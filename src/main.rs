use anyhow::{bail, Context, Result};
use std::env;
use std::fs;
use std::path::Path;

use settlement_audit::{
    load_snapshot, AuditEngine, AuditOutput, BatchReport, FilterCriteria,
};

fn main() -> Result<()> {
    let args: Vec<String> = env::args().collect();

    match args.get(1).map(String::as_str) {
        Some("export") => {
            let data_dir = args.get(2).map(String::as_str).unwrap_or("data");
            let out_dir = args.get(3).map(String::as_str).unwrap_or("out");
            run_export(Path::new(data_dir), Path::new(out_dir))
        }
        Some("--help") | Some("-h") => {
            print_usage();
            Ok(())
        }
        Some(data_dir) => run_report(Path::new(data_dir), order_filter(&args)),
        None => run_report(Path::new("data"), None),
    }
}

fn print_usage() {
    println!("settlement-audit {}", settlement_audit::VERSION);
    println!();
    println!("Usage:");
    println!("  settlement-audit [DATA_DIR] [--order SUBSTRING]   print the batch report");
    println!("  settlement-audit export [DATA_DIR] [OUT_DIR]      write outputs as JSON");
    println!();
    println!("DATA_DIR must contain: orders.csv, sku_links.csv,");
    println!("commission_schedules.csv, settlement_events.csv, sale_records.csv");
}

fn order_filter(args: &[String]) -> Option<String> {
    args.iter()
        .position(|arg| arg == "--order")
        .and_then(|pos| args.get(pos + 1))
        .cloned()
}

fn run_audit(data_dir: &Path) -> Result<AuditOutput> {
    println!("📂 Loading settlement snapshot from {:?}...", data_dir);
    let snapshot = load_snapshot(data_dir)?;
    println!(
        "✓ Loaded {} orders, {} sku links, {} commission entries, {} events, {} sales",
        snapshot.orders.len(),
        snapshot.sku_links.len(),
        snapshot.commission_schedules.len(),
        snapshot.settlement_events.len(),
        snapshot.sale_records.len()
    );

    println!("\n⚖️  Running reconciliation...");
    Ok(AuditEngine::new().run(&snapshot))
}

fn run_report(data_dir: &Path, order_filter: Option<String>) -> Result<()> {
    if !data_dir.is_dir() {
        bail!(
            "Data directory not found: {:?}\nRun with --help for usage.",
            data_dir
        );
    }

    let mut output = run_audit(data_dir)?;

    if let Some(fragment) = order_filter {
        let criteria = FilterCriteria {
            order_contains: Some(fragment.clone()),
            ..Default::default()
        };
        output.rows = output
            .rows
            .into_iter()
            .filter(|row| criteria.matches_row(row))
            .collect();
        output.summaries = output
            .summaries
            .into_iter()
            .filter(|summary| criteria.matches_summary(summary))
            .collect();
        output.cross_source.retain(|r| r.order_number.contains(&fragment));
        output.return_checks.retain(|c| c.order_number.contains(&fragment));
        output.retro_checks.retain(|c| c.order_number.contains(&fragment));
        output.duplicates.retain(|d| d.order_number.contains(&fragment));
        println!("✓ Filtered to orders matching {:?}", fragment);
    }

    let report = BatchReport::build(&output);

    println!("\n━━━━━━━━━━━━━━━━━━━━━━━━━━━━━━━━━━━━━━━━━━━━━");
    println!("Reconciliation Report");
    println!("━━━━━━━━━━━━━━━━━━━━━━━━━━━━━━━━━━━━━━━━━━━━━");
    println!("Rows:                  {}", report.row_count);
    println!("Rows with errors:      {}", report.rows_with_errors);
    println!("Commission errors:     {}", report.commission_error_count);
    println!("Return errors:         {}", report.return_error_orders);
    println!("Full clawbacks:        {}", report.full_clawback_orders);
    println!("Duplicate groups:      {}", report.duplicate_group_count);
    println!("Settled total:         {:.2}", report.settled_total);

    println!("\nOrders summarized:     {}", report.order_count);
    println!("Expected receivable:   {:.2}", report.total_expected);
    println!("Received:              {:.2}", report.total_received);
    println!("Gap:                   {:.2}", report.total_gap);

    println!("\nCross-source:");
    println!("  Missing sales:       {}", report.missing_sale_count);
    println!("  Divergent values:    {}", report.divergent_value_count);

    if !report.event_type_counts.is_empty() {
        println!("\nRows per event type:");
        for (label, count) in &report.event_type_counts {
            println!("  {:<36} {}", label, count);
        }
    }

    if !report.error_tag_counts.is_empty() {
        println!("\nError occurrences:");
        for (label, count) in &report.error_tag_counts {
            println!("  {:<36} {}", label, count);
        }
    }

    if !report.status_counts.is_empty() {
        println!("\nOrders per final status:");
        for (label, count) in &report.status_counts {
            println!("  {:<36} {}", label, count);
        }
    }

    println!("\n✅ {}", report.summary());
    Ok(())
}

fn run_export(data_dir: &Path, out_dir: &Path) -> Result<()> {
    if !data_dir.is_dir() {
        bail!(
            "Data directory not found: {:?}\nRun with --help for usage.",
            data_dir
        );
    }

    let output = run_audit(data_dir)?;

    fs::create_dir_all(out_dir)
        .with_context(|| format!("Failed to create output directory: {:?}", out_dir))?;

    write_json(out_dir.join("reconciliation_rows.json"), &output.rows)?;
    write_json(out_dir.join("order_summaries.json"), &output.summaries)?;
    write_json(out_dir.join("cross_source.json"), &output.cross_source)?;
    write_json(out_dir.join("return_checks.json"), &output.return_checks)?;
    write_json(out_dir.join("retro_checks.json"), &output.retro_checks)?;
    write_json(out_dir.join("duplicates.json"), &output.duplicates)?;

    let report = BatchReport::build(&output);
    write_json(out_dir.join("batch_report.json"), &report)?;

    println!("\n✅ Wrote engine outputs to {:?}", out_dir);
    println!("   {}", report.summary());
    Ok(())
}

fn write_json<T: serde::Serialize>(path: std::path::PathBuf, value: &T) -> Result<()> {
    let json = serde_json::to_string_pretty(value)
        .with_context(|| format!("Failed to serialize {:?}", path))?;
    fs::write(&path, json).with_context(|| format!("Failed to write {:?}", path))?;
    println!("✓ {:?}", path);
    Ok(())
}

=====

◆ Exercise aim ◆
I need each line of the entries that holds the string "errors" located and copied.

◆ Finished exercise ◆
    println!("Rows with errors:      {}", report.rows_with_errors);
    println!("Commission errors:     {}", report.commission_error_count);
    println!("Return errors:         {}", report.return_error_orders);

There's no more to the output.